WARNING: This may be more than you want to read or think about over your morning coffee or before bed.
With so much dystopian art, literature, and film these days it seems clear we live close enough to it to imagine it – dystopia that is.
The Balkanization of the unUnited States into hostile camps makes the youth novel Hunger Games seem plausible (although as the rest of the world will note, the USA has no leftist extreme only rightwing, center-right, and slightly progressive). Even an eight year old could write our global litany of human maladies, malfeasance, and misanthropic policies and misadventures. From the acute public knowledge of an inevitable meteor collision, to the tragic certainty that we are clobbering ourselves with climate change, to the age-old wars routinely surpassing former lethal thresholds there is no denying we are in deep shit.
Is hope the willful shuttering of our vision?
Can we stand flat-footed with a sober embrace of the facts and still hope?
This is the same question every one of us faces as an individual. Does my life matter even though I am going to die? Does the meaning of my life hinge upon its reverberating beyond my last breath? If this is all there is, then what is the meaning and purpose to it?
We can and have invented hundreds of scenarios in which our individual and corporate existence has meaning: the continuation of a family name or genetic line; serial lives or reincarnation based upon some measure of practice or goodness; an afterlife tethered to morality in this life; or conversely, the end of individual existence as the goal. But all of those are rooted to some extent in ego.
What would a non-ego meaning look like?
Is it possible to imagine meaning unrelated to personal identity?
The dystopian evolution of human meaning depends upon our ability to imagine it beyond personal identity because the inevitability of global death is now perched on our horizon like crows on roadkill. Whether of our own making, or a random slam with a meteor too large to fail, or the certain explosion of our sun death to earth will come.
We have difficulty claiming meaning that does not have human life, especially our own, as its reference point. Can we do it?
The ethic of now may be sustainable in a dystopian shadow.
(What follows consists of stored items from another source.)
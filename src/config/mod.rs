use once_cell::sync::Lazy;
use serde::{Deserialize, Serialize};
use std::env;

#[derive(Debug, Clone, Serialize, Deserialize)]
pub struct AppConfig {
    pub environment: Environment,
    pub database: DatabaseConfig,
    pub api: ApiConfig,
    pub security: SecurityConfig,
    pub plan: PlanConfig,
}

#[derive(Debug, Clone, Serialize, Deserialize)]
pub enum Environment {
    Development,
    Staging,
    Production,
}

/// Which store implementation backs the repositories
#[derive(Debug, Clone, Copy, PartialEq, Eq, Serialize, Deserialize)]
#[serde(rename_all = "lowercase")]
pub enum StoreBackend {
    Postgres,
    Memory,
}

impl std::str::FromStr for StoreBackend {
    type Err = String;

    fn from_str(s: &str) -> Result<Self, Self::Err> {
        match s.trim().to_ascii_lowercase().as_str() {
            "postgres" | "postgresql" | "pg" => Ok(StoreBackend::Postgres),
            "memory" | "mem" | "in-memory" => Ok(StoreBackend::Memory),
            other => Err(format!("unknown store backend '{}'", other)),
        }
    }
}

#[derive(Debug, Clone, Serialize, Deserialize)]
pub struct DatabaseConfig {
    pub backend: StoreBackend,
    #[serde(skip_serializing)]
    pub url: Option<String>,
    pub max_connections: u32,
    pub connection_timeout: u64,
    pub run_migrations: bool,
}

#[derive(Debug, Clone, Serialize, Deserialize)]
pub struct ApiConfig {
    pub port: u16,
    pub enable_request_logging: bool,
    pub max_request_size_bytes: usize,
}

#[derive(Debug, Clone, Serialize, Deserialize)]
pub struct SecurityConfig {
    pub enable_cors: bool,
    pub cors_origins: Vec<String>,
    #[serde(skip_serializing)]
    pub jwt_secret: String,
    pub jwt_expiry_hours: u64,
}

/// Field limits applied when trip plans are created
#[derive(Debug, Clone, Serialize, Deserialize)]
pub struct PlanConfig {
    pub title_max_chars: usize,
    pub description_max_chars: usize,
    pub max_trip_days: i64,
}

impl Default for PlanConfig {
    fn default() -> Self {
        Self {
            title_max_chars: 20,
            description_max_chars: 1000,
            max_trip_days: 366,
        }
    }
}

impl AppConfig {
    pub fn from_env() -> Self {
        let environment = match env::var("APP_ENV").as_deref() {
            Ok("production") | Ok("prod") => Environment::Production,
            Ok("staging") | Ok("stage") => Environment::Staging,
            _ => Environment::Development,
        };

        // Set defaults based on environment, then override with specific env vars
        match environment {
            Environment::Production => Self::production(),
            Environment::Staging => Self::staging(),
            Environment::Development => Self::development(),
        }
        .with_env_overrides()
    }

    fn with_env_overrides(mut self) -> Self {
        // Database overrides
        if let Ok(v) = env::var("STORE_BACKEND") {
            match v.parse() {
                Ok(backend) => self.database.backend = backend,
                Err(e) => tracing::warn!("Ignoring STORE_BACKEND: {}", e),
            }
        }
        if let Ok(v) = env::var("DATABASE_URL") {
            self.database.url = Some(v);
        }
        if let Ok(v) = env::var("DATABASE_MAX_CONNECTIONS") {
            self.database.max_connections = v.parse().unwrap_or(self.database.max_connections);
        }
        if let Ok(v) = env::var("DATABASE_CONNECTION_TIMEOUT") {
            self.database.connection_timeout = v.parse().unwrap_or(self.database.connection_timeout);
        }
        if let Ok(v) = env::var("DATABASE_RUN_MIGRATIONS") {
            self.database.run_migrations = v.parse().unwrap_or(self.database.run_migrations);
        }

        // API overrides
        if let Some(port) = env::var("TRIP_API_PORT")
            .ok()
            .or_else(|| env::var("PORT").ok())
            .and_then(|s| s.parse::<u16>().ok())
        {
            self.api.port = port;
        }
        if let Ok(v) = env::var("API_ENABLE_REQUEST_LOGGING") {
            self.api.enable_request_logging = v.parse().unwrap_or(self.api.enable_request_logging);
        }
        if let Ok(v) = env::var("API_MAX_REQUEST_SIZE_BYTES") {
            self.api.max_request_size_bytes = v.parse().unwrap_or(self.api.max_request_size_bytes);
        }

        // Security overrides
        if let Ok(v) = env::var("SECURITY_ENABLE_CORS") {
            self.security.enable_cors = v.parse().unwrap_or(self.security.enable_cors);
        }
        if let Ok(v) = env::var("SECURITY_CORS_ORIGINS") {
            self.security.cors_origins = v.split(',').map(|s| s.trim().to_string()).collect();
        }
        if let Ok(v) = env::var("JWT_SECRET") {
            self.security.jwt_secret = v;
        }
        if let Ok(v) = env::var("SECURITY_JWT_EXPIRY_HOURS") {
            self.security.jwt_expiry_hours = v.parse().unwrap_or(self.security.jwt_expiry_hours);
        }

        // Plan overrides
        if let Ok(v) = env::var("PLAN_MAX_TRIP_DAYS") {
            self.plan.max_trip_days = v.parse().unwrap_or(self.plan.max_trip_days);
        }

        self
    }

    pub(crate) fn development() -> Self {
        Self {
            environment: Environment::Development,
            database: DatabaseConfig {
                backend: StoreBackend::Postgres,
                url: None,
                max_connections: 10,
                connection_timeout: 30,
                run_migrations: true,
            },
            api: ApiConfig {
                port: 3000,
                enable_request_logging: true,
                max_request_size_bytes: 10 * 1024 * 1024, // 10MB
            },
            security: SecurityConfig {
                enable_cors: true,
                cors_origins: vec!["http://localhost:3000".to_string(), "http://localhost:5173".to_string()],
                jwt_secret: "development-only-secret".to_string(),
                jwt_expiry_hours: 24 * 7, // 1 week
            },
            plan: PlanConfig::default(),
        }
    }

    fn staging() -> Self {
        Self {
            environment: Environment::Staging,
            database: DatabaseConfig {
                backend: StoreBackend::Postgres,
                url: None,
                max_connections: 20,
                connection_timeout: 10,
                run_migrations: true,
            },
            api: ApiConfig {
                port: 8080,
                enable_request_logging: true,
                max_request_size_bytes: 5 * 1024 * 1024, // 5MB
            },
            security: SecurityConfig {
                enable_cors: true,
                cors_origins: vec!["https://staging.example.com".to_string()],
                jwt_secret: String::new(),
                jwt_expiry_hours: 24,
            },
            plan: PlanConfig::default(),
        }
    }

    fn production() -> Self {
        Self {
            environment: Environment::Production,
            database: DatabaseConfig {
                backend: StoreBackend::Postgres,
                url: None,
                max_connections: 50,
                connection_timeout: 5,
                run_migrations: false,
            },
            api: ApiConfig {
                port: 8080,
                enable_request_logging: false,
                max_request_size_bytes: 2 * 1024 * 1024, // 2MB
            },
            security: SecurityConfig {
                enable_cors: true,
                cors_origins: vec!["https://app.example.com".to_string()],
                jwt_secret: String::new(),
                jwt_expiry_hours: 4,
            },
            plan: PlanConfig::default(),
        }
    }
}

// Global singleton config - initialized once at startup
pub static CONFIG: Lazy<AppConfig> = Lazy::new(AppConfig::from_env);

// Convenience function for accessing config
pub fn config() -> &'static AppConfig {
    &CONFIG
}

#[macro_export]
macro_rules! is_development {
    () => {
        matches!($crate::config::CONFIG.environment, $crate::config::Environment::Development)
    };
}
pub mod auth;
pub mod cli;
pub mod config;
pub mod database;
pub mod error;
pub mod handlers;
pub mod middleware;
pub mod routes;
pub mod services;
pub mod state;
pub mod types;

#[cfg(test)]
pub mod testing;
What I do right now, in this moment, is what matters and has meaning regardless of what happens in the next. If we begin with an assumption (something we always have to do), that life has the value of a gift given by the author of Life, then its value is in reference to the Giver (God) not the gift (human, mammal, earth…). God has given me this moment and therefore this moment and my life has divine meaning and value.
Hope is not based in my life or in me (ego), but in the God that gives life here, there, and everywhere. Hope is no longer centered in this body, this city, this country, this religion, this planet – but now, because we have begun to have an inkling of how unimaginably massive the cosmos is, hope is in God the giver of life everywhere. Life, as gift, has meaning and value in this moment and every moment whether or not we are in the moment any longer. It is not about our lives or even human life, but the gift of life God has surely scattered as stardust across the cosmos. Perhaps it is bigger than what we imagine as Life?
It is possible to hold onto hope in the darkening light of a dystopian shadow but in order to do so we have to let go of ourselves, and what we so desperately cling to, as the reference point. Instead, we need to keep stepping back to get a broader and broader perspective. We have to stand in the dark, surrounded by the glimmer of night lights above us, and with the elegant wand of imagination, expose our connection to it all.